# Task goal
Repeat exactly, and only, the lines of the entries below from the one with "let mut svg" through the one with "for raw in text.lines()", both ends included.

=== Records for this exercise ===

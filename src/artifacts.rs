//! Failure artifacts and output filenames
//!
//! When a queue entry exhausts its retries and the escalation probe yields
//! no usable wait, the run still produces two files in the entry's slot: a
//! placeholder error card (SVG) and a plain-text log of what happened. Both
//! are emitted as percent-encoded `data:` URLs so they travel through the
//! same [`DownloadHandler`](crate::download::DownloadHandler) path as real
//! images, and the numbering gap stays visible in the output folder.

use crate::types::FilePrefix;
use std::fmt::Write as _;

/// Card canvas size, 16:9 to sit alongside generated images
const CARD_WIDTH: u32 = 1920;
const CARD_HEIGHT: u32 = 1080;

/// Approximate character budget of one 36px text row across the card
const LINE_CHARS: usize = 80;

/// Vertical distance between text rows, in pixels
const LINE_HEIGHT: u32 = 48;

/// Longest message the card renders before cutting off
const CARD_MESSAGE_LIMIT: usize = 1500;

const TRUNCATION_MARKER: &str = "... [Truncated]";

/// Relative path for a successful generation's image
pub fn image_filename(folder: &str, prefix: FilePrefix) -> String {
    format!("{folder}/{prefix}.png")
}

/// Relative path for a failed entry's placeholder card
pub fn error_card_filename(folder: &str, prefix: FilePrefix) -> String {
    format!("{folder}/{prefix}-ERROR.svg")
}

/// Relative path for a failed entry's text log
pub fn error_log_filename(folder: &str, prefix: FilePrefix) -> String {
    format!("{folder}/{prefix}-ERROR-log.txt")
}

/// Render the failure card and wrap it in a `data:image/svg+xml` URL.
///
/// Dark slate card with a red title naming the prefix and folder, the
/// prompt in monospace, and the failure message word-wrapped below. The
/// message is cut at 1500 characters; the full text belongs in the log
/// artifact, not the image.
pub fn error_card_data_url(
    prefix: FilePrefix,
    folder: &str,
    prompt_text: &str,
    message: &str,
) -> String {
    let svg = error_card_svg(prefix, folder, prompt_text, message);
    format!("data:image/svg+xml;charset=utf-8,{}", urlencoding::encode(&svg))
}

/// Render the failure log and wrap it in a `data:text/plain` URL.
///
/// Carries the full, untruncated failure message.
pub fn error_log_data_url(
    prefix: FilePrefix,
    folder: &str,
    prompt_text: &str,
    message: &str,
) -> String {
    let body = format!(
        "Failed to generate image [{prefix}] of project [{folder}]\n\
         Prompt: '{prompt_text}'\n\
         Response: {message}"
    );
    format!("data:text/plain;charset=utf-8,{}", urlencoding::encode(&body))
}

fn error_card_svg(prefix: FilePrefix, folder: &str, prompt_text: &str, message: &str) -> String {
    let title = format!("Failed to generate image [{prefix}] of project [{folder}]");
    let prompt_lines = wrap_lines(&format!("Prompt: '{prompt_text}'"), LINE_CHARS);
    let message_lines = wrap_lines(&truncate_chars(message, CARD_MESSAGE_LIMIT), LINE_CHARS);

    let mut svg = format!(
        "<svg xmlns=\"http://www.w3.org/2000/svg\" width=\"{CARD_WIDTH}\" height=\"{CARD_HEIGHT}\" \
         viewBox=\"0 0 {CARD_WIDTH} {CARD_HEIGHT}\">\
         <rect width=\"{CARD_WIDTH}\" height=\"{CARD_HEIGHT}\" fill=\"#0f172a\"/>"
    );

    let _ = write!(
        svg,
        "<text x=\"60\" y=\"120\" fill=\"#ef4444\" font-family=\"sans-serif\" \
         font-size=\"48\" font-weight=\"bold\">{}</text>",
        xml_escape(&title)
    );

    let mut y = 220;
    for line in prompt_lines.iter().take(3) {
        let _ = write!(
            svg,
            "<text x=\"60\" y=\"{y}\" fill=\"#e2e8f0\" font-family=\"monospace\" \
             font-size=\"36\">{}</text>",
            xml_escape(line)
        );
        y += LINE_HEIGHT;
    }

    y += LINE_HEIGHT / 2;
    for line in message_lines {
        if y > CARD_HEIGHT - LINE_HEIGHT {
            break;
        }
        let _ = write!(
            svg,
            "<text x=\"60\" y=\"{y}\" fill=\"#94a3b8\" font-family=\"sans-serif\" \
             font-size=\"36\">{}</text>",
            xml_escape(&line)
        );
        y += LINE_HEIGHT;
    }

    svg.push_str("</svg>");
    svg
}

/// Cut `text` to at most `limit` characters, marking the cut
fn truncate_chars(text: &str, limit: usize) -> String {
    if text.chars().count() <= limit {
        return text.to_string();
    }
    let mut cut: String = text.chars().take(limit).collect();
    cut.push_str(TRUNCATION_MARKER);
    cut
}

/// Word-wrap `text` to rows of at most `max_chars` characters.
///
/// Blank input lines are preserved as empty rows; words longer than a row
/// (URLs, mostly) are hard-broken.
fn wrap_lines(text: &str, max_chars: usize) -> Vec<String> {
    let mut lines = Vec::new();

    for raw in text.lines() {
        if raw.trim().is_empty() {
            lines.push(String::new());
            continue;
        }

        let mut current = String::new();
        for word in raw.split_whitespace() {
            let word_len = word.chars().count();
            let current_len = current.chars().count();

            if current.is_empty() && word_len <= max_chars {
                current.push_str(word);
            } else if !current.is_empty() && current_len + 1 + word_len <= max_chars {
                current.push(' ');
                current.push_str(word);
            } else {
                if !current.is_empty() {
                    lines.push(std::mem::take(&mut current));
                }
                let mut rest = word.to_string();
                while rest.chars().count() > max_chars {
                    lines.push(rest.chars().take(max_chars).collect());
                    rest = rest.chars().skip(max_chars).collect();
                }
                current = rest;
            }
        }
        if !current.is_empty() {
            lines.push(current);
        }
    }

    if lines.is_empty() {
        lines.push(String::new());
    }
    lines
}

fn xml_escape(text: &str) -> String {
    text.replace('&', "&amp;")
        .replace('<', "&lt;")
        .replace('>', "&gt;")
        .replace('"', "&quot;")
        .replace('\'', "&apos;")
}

===

# Solution to this task
    let mut svg = format!(
        "<svg xmlns=\"http://www.w3.org/2000/svg\" width=\"{CARD_WIDTH}\" height=\"{CARD_HEIGHT}\" \
         viewBox=\"0 0 {CARD_WIDTH} {CARD_HEIGHT}\">\
         <rect width=\"{CARD_WIDTH}\" height=\"{CARD_HEIGHT}\" fill=\"#0f172a\"/>"
    );

    let _ = write!(
        svg,
        "<text x=\"60\" y=\"120\" fill=\"#ef4444\" font-family=\"sans-serif\" \
         font-size=\"48\" font-weight=\"bold\">{}</text>",
        xml_escape(&title)
    );

    let mut y = 220;
    for line in prompt_lines.iter().take(3) {
        let _ = write!(
            svg,
            "<text x=\"60\" y=\"{y}\" fill=\"#e2e8f0\" font-family=\"monospace\" \
             font-size=\"36\">{}</text>",
            xml_escape(line)
        );
        y += LINE_HEIGHT;
    }

    y += LINE_HEIGHT / 2;
    for line in message_lines {
        if y > CARD_HEIGHT - LINE_HEIGHT {
            break;
        }
        let _ = write!(
            svg,
            "<text x=\"60\" y=\"{y}\" fill=\"#94a3b8\" font-family=\"sans-serif\" \
             font-size=\"36\">{}</text>",
            xml_escape(&line)
        );
        y += LINE_HEIGHT;
    }

    svg.push_str("</svg>");
    svg
}

/// Cut `text` to at most `limit` characters, marking the cut
fn truncate_chars(text: &str, limit: usize) -> String {
    if text.chars().count() <= limit {
        return text.to_string();
    }
    let mut cut: String = text.chars().take(limit).collect();
    cut.push_str(TRUNCATION_MARKER);
    cut
}

/// Word-wrap `text` to rows of at most `max_chars` characters.
///
/// Blank input lines are preserved as empty rows; words longer than a row
/// (URLs, mostly) are hard-broken.
fn wrap_lines(text: &str, max_chars: usize) -> Vec<String> {
    let mut lines = Vec::new();

    for raw in text.lines() {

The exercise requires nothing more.